Prison chief Astério Pereira dos Santos denied this, telling journalists last week: “The police action was what you call legally self-defence of a third party … There was no time to wait for Special Forces.”
Visits to the two prisons have been temporarily banned.
Cristiane Barboso Soares, a friend of one woman held in Magé who witnessed the shooting, said: “All we know is that they’re being punished and aren’t allowed to receive any visitors.
“It doesn’t even bear thinking about, what’s going on in there.”
The spotlight fell on Brazil’s prisons in 1992 when 111 inmates died during riots in São Paulo’s Carandiru jail. Only last month 14 convicts were killed in a prison in the Amazon state of Rondônia.
Freixo said: “There’s no investment and no public policy. In Rio, as in the rest of Brazil, the best the authorities can hope for is that there are no rebellions or breakouts.”
In Rio’s jails, problems of corruption, overcrowding and underinvestment are made worse by the presence of warring drug factions.
State prison secretary Astério Pereira dos Santos admitted last week: “The prisons here are all potential gunpowder kegs.”
The jails are dominated by two main drug faction: the Comando Vermelho and the Terceiro Comando, which also control Rio’s estimated 600 favelas, or slums.

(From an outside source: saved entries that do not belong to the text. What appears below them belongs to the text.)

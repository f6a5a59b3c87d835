//! Histogram-based planarity test.

use nalgebra::{Point3, Vector3};

use plane_types::PointCloud;

use crate::histogram::{compute_pfh, PfhSignature};

/// Default share of coplanar pairs (percent) above which a neighbourhood is
/// accepted as a plane.
pub const PLANE_THRESHOLD: f64 = 50.0;

/// Histogram of the cloud points with the given ids. Points without a normal
/// are treated as facing +Z.
#[must_use]
pub fn cloud_pfh(cloud: &PointCloud, indices: &[usize]) -> PfhSignature {
    let (positions, normals): (Vec<Point3<f64>>, Vec<Vector3<f64>>) = indices
        .iter()
        .map(|&i| {
            let p = &cloud.points[i];
            (p.position, p.normal_or_z())
        })
        .unzip();
    let local: Vec<usize> = (0..positions.len()).collect();
    compute_pfh(&positions, &normals, &local)
}

/// Returns true if more than `threshold` percent of the neighbourhood's
/// point pairs fall into the coplanar bin.
///
/// Normals must be consistently oriented: a flipped normal turns a coplanar
/// pair into an opposite-facing one.
///
/// # Example
///
/// ```
/// use plane_descriptor::{is_valid_plane, PLANE_THRESHOLD};
/// use plane_types::{CloudPoint, PointCloud};
/// use nalgebra::{Point3, Vector3};
///
/// let cloud: PointCloud = (0..30)
///     .map(|i| {
///         let t = f64::from(i);
///         CloudPoint::with_normal(Point3::new(t.sin(), (t * 0.4).cos(), 1.0), Vector3::z())
///     })
///     .collect();
/// let ids: Vec<usize> = (0..30).collect();
/// assert!(is_valid_plane(&cloud, &ids, PLANE_THRESHOLD));
/// ```
#[must_use]
pub fn is_valid_plane(cloud: &PointCloud, indices: &[usize], threshold: f64) -> bool {
    cloud_pfh(cloud, indices).planar_share() > threshold
}
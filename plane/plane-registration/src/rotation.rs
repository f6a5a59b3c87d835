//! Rotation from a weighted normal covariance (Kabsch with conditioning).

use std::f64::consts::PI;

use nalgebra::{Matrix3, Rotation3, Unit, Vector3};
use tracing::warn;

use crate::alignment::Conditioning;
use crate::error::{RegistrationError, RegistrationResult};

/// Rotation recovered from a covariance, with its singular values sorted
/// in decreasing order.
#[derive(Debug, Clone, Copy, PartialEq)]
pub struct RotationEstimate {
    /// Proper rotation matrix.
    pub rotation: Matrix3<f64>,
    /// `σ₁ ≥ σ₂ ≥ σ₃`.
    pub singular_values: Vector3<f64>,
    /// How well the singular values pin the rotation down.
    pub conditioning: Conditioning,
}

/// Finds the rotation `R` maximising `tr(R H)` for `H = Σ w s tᵀ`, so that
/// `R s ≈ t`.
///
/// Singular values below `tolerance · σ₁` count as zero. With a single
/// non-zero singular value the rotation is under-determined and the minimal
/// rotation between the dominant singular vectors is returned.
///
/// # Errors
///
/// - [`RegistrationError::SvdFailed`] if the decomposition fails
/// - [`RegistrationError::DegenerateGeometry`] if `H` vanishes
///
/// # Example
///
/// ```
/// use plane_registration::{rotation_from_covariance, Conditioning};
/// use nalgebra::{Matrix3, Rotation3, Vector3};
///
/// let truth = Rotation3::from_euler_angles(0.1, -0.4, 0.7);
/// let normals = [Vector3::x(), Vector3::y(), Vector3::z()];
///
/// let mut h = Matrix3::zeros();
/// for n in &normals {
///     h += n * (truth * n).transpose();
/// }
///
/// let estimate = rotation_from_covariance(&h, 1e-9).unwrap();
/// assert_eq!(estimate.conditioning, Conditioning::Full);
/// assert!((estimate.rotation - truth.matrix()).norm() < 1e-9);
/// ```
pub fn rotation_from_covariance(
    h: &Matrix3<f64>,
    tolerance: f64,
) -> RegistrationResult<RotationEstimate> {
    let svd = h.svd(true, true);
    let u = svd.u.ok_or(RegistrationError::SvdFailed)?;
    let v_t = svd.v_t.ok_or(RegistrationError::SvdFailed)?;
    let sigma = svd.singular_values;

    let mut order = [0, 1, 2];
    order.sort_by(|&a, &b| sigma[b].total_cmp(&sigma[a]));
    let sorted = Vector3::new(sigma[order[0]], sigma[order[1]], sigma[order[2]]);

    if !sorted[0].is_finite() || sorted[0] <= f64::EPSILON {
        return Err(RegistrationError::DegenerateGeometry {
            reason: format!("covariance vanishes (largest singular value {:.3e})", sorted[0]),
        });
    }

    let cutoff = tolerance * sorted[0];
    if sorted[1] < cutoff {
        let from = u.column(order[0]).into_owned();
        let to = v_t.row(order[0]).transpose();
        warn!(
            sigma1 = sorted[0],
            sigma2 = sorted[1],
            "All plane normals are parallel; rotation about them is unconstrained"
        );
        return Ok(RotationEstimate {
            rotation: minimal_rotation(&from, &to),
            singular_values: sorted,
            conditioning: Conditioning::SingleAxis,
        });
    }

    let mut v = v_t.transpose();
    let mut rotation = v * u.transpose();

    // Reflection: flip the singular vector that carries the least weight
    if rotation.determinant() < 0.0 {
        for i in 0..3 {
            v[(i, order[2])] = -v[(i, order[2])];
        }
        rotation = v * u.transpose();
    }

    let conditioning = if sorted[2] < cutoff {
        Conditioning::Planar
    } else {
        Conditioning::Full
    };

    Ok(RotationEstimate {
        rotation,
        singular_values: sorted,
        conditioning,
    })
}

/// Smallest rotation taking direction `from` onto direction `to`.
///
/// Opposite directions are related by a half turn about an axis
/// perpendicular to `from`.
#[must_use]
pub fn minimal_rotation(from: &Vector3<f64>, to: &Vector3<f64>) -> Matrix3<f64> {
    if let Some(rotation) = Rotation3::rotation_between(from, to) {
        return rotation.into_inner();
    }

    let from = from.normalize();
    let helper = if from.x.abs() <= from.y.abs() && from.x.abs() <= from.z.abs() {
        Vector3::x()
    } else if from.y.abs() <= from.z.abs() {
        Vector3::y()
    } else {
        Vector3::z()
    };
    let axis = Unit::new_normalize(from.cross(&helper));
    Rotation3::from_axis_angle(&axis, PI).into_inner()
}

In many of Rio’s prisons the two groups are mixed, a combination that often results in bloodshed. During the rebellion in Benfica a placard was slung from one cell window demanding the transfer of enemy prisoners (often referred to as “alemãos” or Germans). It read: “The Comando Vermelho is pure and Christian. We will not accept mixture in any prison unit.”
Authorities last week conceded the need to separate such groups. In the notorious prison complex of Bangu I, where prisoners had threatened to revolt, iron walls are to be built separating the gangs.
Rio’s authorities have been quick to respond, announcing an investment of R$160 million (£28m) in the ailing prison system, including the construction of six new jails.
But many are pointing the finger at governor Rosinha Matheus and prison chief Astério Pereira dos Santos for not anticipating the riots.
One newspaper published a front-page photo of Matheus and her husband, Rio’s security minister Anthony Garotinho, with the names of 19 of the Benfica victims printed on their backs.
Marcelo Freixo also believes Rio’s governors were at fault. “It was a tragedy foretold. We visited the prison on May 11 and prepared a report warning that this would happen, but nothing was done,” he lamented.
The human rights activist says Pereira dos Santos declined to meet with him.
The riots have added to a growing sense of insecurity in an increasingly violent Rio de Janeiro. The city’s failure in May to reach the shortlist to host the 2012 Olympic games was widely blamed on poor security. A month before, 13 people were killed when drug traffickers invaded Rio’s largest favela, Rocinha, in the chic South Zone.
At the time newspaper headlines were quick to compare Rio’s drug wars to the war in Iraq. After weeks of violence in the city’s prisons, parallels are being drawn again.
“We think what’s happening in Abu Ghraib is bad,” said Leonel Kaz, a historian from Rio’s Catholic University. “But the reality is that much worse is going on right under our noses.”